* Problem to solve:
Within the records below, filter for lines carrying the word "entities" and copy them.

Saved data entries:
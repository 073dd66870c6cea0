//! Test fixtures
//!
//! Factory functions for ids, stores and services with sensible defaults.

use std::sync::Arc;
use std::time::Duration;

use crate::adapters::memory::InMemoryRatingStore;
use crate::app::{AggregationEngine, QueryService, RetryPolicy};
use crate::domain::entities::{EntityId, RaterId, RatingBounds};
use crate::domain::ports::RatingStore;
use crate::AppState;

pub fn entity(id: &str) -> EntityId {
    EntityId::from(id)
}

pub fn rater(id: &str) -> RaterId {
    RaterId::from(id)
}

/// In-memory store with the given entities registered
pub fn test_store(entities: &[&str]) -> Arc<InMemoryRatingStore> {
    let store = entities
        .iter()
        .fold(InMemoryRatingStore::default(), |store, id| {
            store.with_entity(*id)
        });
    Arc::new(store)
}

/// Engine over `store` with 1..=5 bounds and a fast retry policy
pub fn test_engine<S: RatingStore>(store: Arc<S>) -> AggregationEngine<S> {
    AggregationEngine::new(
        store,
        RatingBounds::default(),
        RetryPolicy::new(5, Duration::from_millis(1)),
    )
}

/// Router state over a fresh in-memory store
pub fn test_state(entities: &[&str]) -> (AppState<InMemoryRatingStore>, Arc<InMemoryRatingStore>) {
    let store = test_store(entities);
    let state = AppState {
        engine: Arc::new(test_engine(store.clone())),
        queries: Arc::new(QueryService::new(store.clone())),
    };
    (state, store)
}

* Task solution:
use crate::domain::entities::{EntityId, RaterId, RatingBounds};
/// In-memory store with the given entities registered
pub fn test_store(entities: &[&str]) -> Arc<InMemoryRatingStore> {
    let store = entities
pub fn test_state(entities: &[&str]) -> (AppState<InMemoryRatingStore>, Arc<InMemoryRatingStore>) {
    let store = test_store(entities);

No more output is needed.